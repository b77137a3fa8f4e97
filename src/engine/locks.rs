use std::collections::HashMap;
use std::sync::Arc;

use tokio::sync::{Mutex, OwnedMutexGuard};

use crate::models::{ColumnId, ItemId};

/// Identifier-keyed async mutexes serializing board mutations.
///
/// At most one in-flight move, transition or submission per item, and one
/// order-mutating operation per column. Lock order is always item then
/// column; a gateway call runs while holding only the locks of the item
/// being mutated, so unrelated items never wait on the network.
#[derive(Debug, Default)]
pub struct LockRegistry {
    items: Mutex<HashMap<ItemId, Arc<Mutex<()>>>>,
    columns: Mutex<HashMap<ColumnId, Arc<Mutex<()>>>>,
}

impl LockRegistry {
    pub async fn lock_item(&self, id: ItemId) -> OwnedMutexGuard<()> {
        let lock = {
            let mut map = self.items.lock().await;
            Arc::clone(map.entry(id).or_default())
        };
        lock.lock_owned().await
    }

    pub async fn lock_column(&self, id: ColumnId) -> OwnedMutexGuard<()> {
        let lock = {
            let mut map = self.columns.lock().await;
            Arc::clone(map.entry(id).or_default())
        };
        lock.lock_owned().await
    }
}

#[cfg(test)]
mod tests {
    use super::*;
    use std::sync::atomic::{AtomicU64, Ordering};

    #[tokio::test]
    async fn same_item_serializes() {
        let registry = Arc::new(LockRegistry::default());
        let counter = Arc::new(AtomicU64::new(0));
        let mut handles = Vec::new();

        for _ in 0..8 {
            let registry = Arc::clone(&registry);
            let counter = Arc::clone(&counter);
            handles.push(tokio::spawn(async move {
                let _guard = registry.lock_item(1).await;
                let holders = counter.fetch_add(1, Ordering::SeqCst);
                assert_eq!(holders, 0, "two tasks held the same item lock");
                tokio::task::yield_now().await;
                counter.fetch_sub(1, Ordering::SeqCst);
            }));
        }
        for handle in handles {
            handle.await.unwrap();
        }
    }

    #[tokio::test]
    async fn distinct_items_do_not_block_each_other() {
        let registry = LockRegistry::default();
        let _one = registry.lock_item(1).await;
        // Would deadlock if item locks were not keyed.
        let _two = registry.lock_item(2).await;
    }
}
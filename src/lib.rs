// Boardwalk - Kanban board engine with GitHub workflow integration
// This exposes the core components for embedding and testing

pub mod config;
pub mod engine;
pub mod github;
pub mod models;
pub mod store;
pub mod telemetry;

// Re-export key types for easy access
pub use config::{config, init_config, BoardwalkConfig};
pub use engine::{
    BoardEngine, BoardError, ColumnState, Direction, PendingAction, SelectOption,
    TransitionOutcome,
};
pub use github::{Branch, CreatedIssue, CreatedPullRequest, GitHubClient, GitHubError, WorkflowGateway};
pub use models::{Column, ColumnId, IssueRef, Item, ItemId, Project, ProjectId, PullRequestRef};
pub use store::{BoardStore, Entity, MemoryStore, StorageError};
pub use telemetry::{init_telemetry, shutdown_telemetry};
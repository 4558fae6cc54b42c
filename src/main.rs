//! Sales Dashboard - product sales metrics & interactive charts
//!
//! Loads the configured CSV export once, computes the dashboard aggregates and
//! opens the dashboard window. A load failure stops the program before any
//! window is shown.

mod gui;

use anyhow::{anyhow, Context};
use eframe::egui;
use gui::DashboardApp;
use sales_dashboard::data::session;
use sales_dashboard::settings::Settings;
use sales_dashboard::stats::DashboardSummary;
use tracing::{error, info};
use tracing_subscriber::EnvFilter;

fn main() -> anyhow::Result<()> {
    tracing_subscriber::fmt()
        .with_env_filter(EnvFilter::try_from_default_env().unwrap_or_else(|_| EnvFilter::new("info")))
        .init();

    let settings = Settings::load().context("Failed to load dashboard configuration")?;

    let dataset = session::load_session(&settings.data.path, &settings.data.normalize_options())
        .inspect_err(|e| error!(error = %e, "Sales data could not be loaded"))
        .context("Failed to load sales data")?;

    let summary = DashboardSummary::compute(dataset, settings.dashboard.scatter_filter())
        .context("Failed to compute dashboard aggregates")?;

    info!(
        rows = summary.row_count,
        source = %summary.source,
        "Opening dashboard"
    );

    // Configure native options
    let options = eframe::NativeOptions {
        viewport: egui::ViewportBuilder::default()
            .with_inner_size([settings.dashboard.window_width, settings.dashboard.window_height])
            .with_min_inner_size([900.0, 600.0])
            .with_title(&settings.dashboard.title),
        ..Default::default()
    };

    let title = settings.dashboard.title.clone();
    eframe::run_native(
        &title,
        options,
        Box::new(move |cc| Ok(Box::new(DashboardApp::new(cc, summary, settings)))),
    )
    .map_err(|e| anyhow!("Dashboard window failed: {e}"))
}
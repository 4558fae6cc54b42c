//! Chart Plotter Module
//! Interactive dashboard charts using egui and egui_plot.

use super::{trend_label, ACCENT_RGB, PALETTE_RGB};
use crate::stats::{
    CategoryRating, CategorySales, DashboardSummary, ScatterPoint, StatsCalculator, TrendLine,
};
use egui::{Color32, RichText};
use egui_plot::{Bar, BarChart, Line, Plot, PlotPoints, Points};
use std::f32::consts::TAU;

/// Pie slices are drawn as fans of triangles no wider than this (radians).
const PIE_SEGMENT_STEP: f32 = 0.05;

/// Everything the three charts need, with marker sizes precomputed.
#[derive(Debug, Clone)]
pub struct ChartData {
    pub sales_by_category: Vec<CategorySales>,
    pub rating_by_category: Vec<CategoryRating>,
    pub scatter: Vec<ScatterPoint>,
    pub marker_sizes: Vec<f32>,
    pub trend: Option<TrendLine>,
    pub min_discount: f64,
}

impl ChartData {
    pub fn from_summary(summary: &DashboardSummary, min_discount: f64, max_marker_size: f32) -> Self {
        Self {
            sales_by_category: summary.sales_by_category.clone(),
            rating_by_category: summary.rating_by_category.clone(),
            marker_sizes: StatsCalculator::marker_sizes(&summary.scatter, max_marker_size),
            scatter: summary.scatter.clone(),
            trend: summary.trend,
            min_discount,
        }
    }

    /// Horizontal extent of the scatter set, padded by one unit.
    pub fn discount_range(&self) -> (f64, f64) {
        let (min, max) = self
            .scatter
            .iter()
            .map(|p| p.discount_percentage)
            .fold((f64::INFINITY, f64::NEG_INFINITY), |(lo, hi), x| {
                (lo.min(x), hi.max(x))
            });
        if min.is_infinite() {
            (self.min_discount, 100.0)
        } else {
            (min - 1.0, max + 1.0)
        }
    }
}

/// Draws the dashboard charts with egui.
pub struct ChartPlotter;

impl ChartPlotter {
    /// Color for the category at `index` in sorted order.
    pub fn category_color(index: usize) -> Color32 {
        let (r, g, b) = PALETTE_RGB[index % PALETTE_RGB.len()];
        Color32::from_rgb(r, g, b)
    }

    pub fn accent_color() -> Color32 {
        let (r, g, b) = ACCENT_RGB;
        Color32::from_rgb(r, g, b)
    }

    /// Sales-share pie with a legend on the right and a hover tooltip.
    pub fn draw_sales_pie(ui: &mut egui::Ui, slices: &[CategorySales], height: f32) {
        if slices.iter().all(|s| s.estimated_sales <= 0.0) {
            ui.label(RichText::new("No sales to show").color(Color32::GRAY));
            return;
        }

        ui.horizontal(|ui| {
            let size = egui::vec2(height, height);
            let (response, painter) = ui.allocate_painter(size, egui::Sense::hover());
            let center = response.rect.center();
            let radius = height * 0.45;

            let mut start = -TAU / 4.0;
            let mut hovered: Option<&CategorySales> = None;
            let pointer = response.hover_pos();

            for (idx, slice) in slices.iter().enumerate() {
                if slice.share <= 0.0 {
                    continue;
                }
                let sweep = slice.share as f32 * TAU;
                let end = start + sweep;
                let color = Self::category_color(idx);

                let steps = ((sweep / PIE_SEGMENT_STEP).ceil() as usize).max(1);
                for step in 0..steps {
                    let a0 = start + sweep * step as f32 / steps as f32;
                    let a1 = start + sweep * (step + 1) as f32 / steps as f32;
                    let points = vec![
                        center,
                        center + radius * egui::vec2(a0.cos(), a0.sin()),
                        center + radius * egui::vec2(a1.cos(), a1.sin()),
                    ];
                    painter.add(egui::Shape::convex_polygon(points, color, egui::Stroke::NONE));
                }

                if slice.share >= 0.04 {
                    let mid = start + sweep / 2.0;
                    painter.text(
                        center + radius * 0.65 * egui::vec2(mid.cos(), mid.sin()),
                        egui::Align2::CENTER_CENTER,
                        format!("{:.1}%", slice.share * 100.0),
                        egui::FontId::proportional(12.0),
                        Color32::WHITE,
                    );
                }

                if let Some(pos) = pointer {
                    let offset = pos - center;
                    if offset.length() <= radius {
                        // Normalize into [start, start + TAU) before comparing
                        let mut angle = offset.y.atan2(offset.x);
                        while angle < -TAU / 4.0 {
                            angle += TAU;
                        }
                        if angle >= start && angle < end {
                            hovered = Some(slice);
                        }
                    }
                }

                start = end;
            }

            if let Some(slice) = hovered {
                response.on_hover_text(format!(
                    "{}\n{}\n{:.2}%",
                    slice.label(),
                    crate::stats::format_thousands(slice.estimated_sales, 2),
                    slice.share * 100.0
                ));
            }

            ui.add_space(20.0);

            ui.vertical(|ui| {
                for (idx, slice) in slices.iter().enumerate() {
                    ui.horizontal(|ui| {
                        let (rect, _) =
                            ui.allocate_exact_size(egui::vec2(14.0, 14.0), egui::Sense::hover());
                        ui.painter().rect_filled(rect, 3.0, Self::category_color(idx));
                        ui.label(
                            RichText::new(format!(
                                "{}  ({:.1}%)",
                                slice.label(),
                                slice.share * 100.0
                            ))
                            .size(13.0),
                        );
                    });
                }
            });
        });
    }

    /// Discount vs rating scatter. Marker area follows estimated sales;
    /// hovering a marker shows the product name. Every marker is its own named
    /// item, so the plot carries no legend; the trend fit is captioned below.
    pub fn draw_discount_scatter(ui: &mut egui::Ui, data: &ChartData, height: f32) {
        if data.scatter.is_empty() {
            ui.label(RichText::new("No products match the scatter filter").color(Color32::GRAY));
            return;
        }

        let marker_color = Self::category_color(0).gamma_multiply(0.6);
        let (x_min, x_max) = data.discount_range();

        Plot::new("discount_vs_rating")
            .height(height)
            .allow_scroll(false)
            .x_axis_label("Discount (%)")
            .y_axis_label("Rating")
            .label_formatter(|name, value| {
                if name.is_empty() {
                    format!("discount {:.1}%\nrating {:.2}", value.x, value.y)
                } else {
                    format!("{name}\ndiscount {:.1}%\nrating {:.2}", value.x, value.y)
                }
            })
            .show(ui, |plot_ui| {
                for (point, &size) in data.scatter.iter().zip(data.marker_sizes.iter()) {
                    let marker: PlotPoints = vec![[point.discount_percentage, point.rating]].into();
                    plot_ui.points(
                        Points::new(marker)
                            .radius(size / 2.0)
                            .color(marker_color)
                            .name(&point.product_name),
                    );
                }

                if let Some(trend) = &data.trend {
                    let line: PlotPoints = vec![
                        [x_min, trend.predict(x_min)],
                        [x_max, trend.predict(x_max)],
                    ]
                    .into();
                    plot_ui.line(
                        Line::new(line)
                            .color(Self::accent_color())
                            .width(2.0)
                            .name("OLS trend"),
                    );
                }
            });

        let caption = match &data.trend {
            Some(trend) => trend_label(trend),
            None => "No trend line: fewer than two distinct discounts".to_string(),
        };
        ui.add_space(6.0);
        ui.label(
            RichText::new(caption)
                .size(12.0)
                .color(Self::accent_color()),
        );
    }

    /// Average rating per main category as a bar chart.
    pub fn draw_rating_bars(ui: &mut egui::Ui, ratings: &[CategoryRating], height: f32) {
        let labels: Vec<String> = ratings.iter().map(|r| r.label().to_string()).collect();

        let bars: Vec<Bar> = ratings
            .iter()
            .enumerate()
            .filter_map(|(idx, r)| {
                let rating = r.average_rating?;
                Some(
                    Bar::new(idx as f64, rating)
                        .width(0.6)
                        .name(r.label())
                        .fill(Self::category_color(idx)),
                )
            })
            .collect();

        Plot::new("rating_by_category")
            .height(height)
            .allow_zoom(false)
            .allow_drag(false)
            .allow_scroll(false)
            .include_y(0.0)
            .include_y(5.0)
            .x_axis_label("Main category")
            .y_axis_label("Average rating")
            .x_axis_formatter(move |mark, _range| {
                let idx = mark.value.round();
                if (mark.value - idx).abs() < 1e-6 && idx >= 0.0 {
                    labels.get(idx as usize).cloned().unwrap_or_default()
                } else {
                    String::new()
                }
            })
            .show(ui, |plot_ui| {
                plot_ui.bar_chart(BarChart::new(bars).name("Average rating"));
            });
    }
}

#[cfg(test)]
mod tests {
    use super::*;
    use crate::stats::HeadlineMetrics;

    fn point(x: f64, sales: f64) -> ScatterPoint {
        ScatterPoint {
            product_name: format!("p{x}"),
            discount_percentage: x,
            rating: 4.0,
            estimated_sales: sales,
        }
    }

    fn summary(scatter: Vec<ScatterPoint>) -> DashboardSummary {
        DashboardSummary {
            source: "amazon.csv".to_string(),
            row_count: scatter.len(),
            metrics: HeadlineMetrics {
                average_discount: None,
                average_rating: None,
                total_reviews: 0.0,
                total_estimated_sales: 0.0,
            },
            sales_by_category: Vec::new(),
            rating_by_category: Vec::new(),
            scatter,
            trend: None,
        }
    }

    #[test]
    fn chart_data_sizes_every_point() {
        let data = ChartData::from_summary(
            &summary(vec![point(25.0, 100.0), point(60.0, 25.0)]),
            20.0,
            20.0,
        );

        assert_eq!(data.marker_sizes.len(), 2);
        assert_eq!(data.marker_sizes[0], 20.0);
        assert_eq!(data.discount_range(), (24.0, 61.0));
    }

    #[test]
    fn empty_scatter_uses_filter_range() {
        let data = ChartData::from_summary(&summary(Vec::new()), 20.0, 20.0);
        assert_eq!(data.discount_range(), (20.0, 100.0));
    }

    #[test]
    fn palette_wraps() {
        assert_eq!(
            ChartPlotter::category_color(0),
            ChartPlotter::category_color(PALETTE_RGB.len())
        );
    }
}
//! Data module - CSV loading, normalization and the session cache

mod loader;
mod normalizer;
pub mod record;
pub mod session;

pub use loader::{DataLoader, LoaderError, SalesDataset};
pub use normalizer::{
    coerce_column, main_category, Coercion, DataNormalizer, NormalizeError, NormalizeOptions,
};
pub use record::ProductRecord;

## Required action
Repeat every line of the data word for word until you have repeated the line that contains "let registry = Arc::new(LockRegistry::default());", which is the last one to include.

## Answer area
repository b77137a3fa8f4e97
filename src/engine/locks.rs
use std::collections::HashMap;
use std::sync::Arc;

use tokio::sync::{Mutex, OwnedMutexGuard};

use crate::models::{ColumnId, ItemId};

/// Identifier-keyed async mutexes serializing board mutations.
///
/// At most one in-flight move, transition or submission per item, and one
/// order-mutating operation per column. Lock order is always item then
/// column; a gateway call runs while holding only the locks of the item
/// being mutated, so unrelated items never wait on the network.
#[derive(Debug, Default)]
pub struct LockRegistry {
    items: Mutex<HashMap<ItemId, Arc<Mutex<()>>>>,
    columns: Mutex<HashMap<ColumnId, Arc<Mutex<()>>>>,
}

impl LockRegistry {
    pub async fn lock_item(&self, id: ItemId) -> OwnedMutexGuard<()> {
        let lock = {
            let mut map = self.items.lock().await;
            Arc::clone(map.entry(id).or_default())
        };
        lock.lock_owned().await
    }

    pub async fn lock_column(&self, id: ColumnId) -> OwnedMutexGuard<()> {
        let lock = {
            let mut map = self.columns.lock().await;
            Arc::clone(map.entry(id).or_default())
        };
        lock.lock_owned().await
    }
}

#[cfg(test)]
mod tests {
    use super::*;
    use std::sync::atomic::{AtomicU64, Ordering};

    #[tokio::test]
    async fn same_item_serializes() {
        let registry = Arc::new(LockRegistry::default());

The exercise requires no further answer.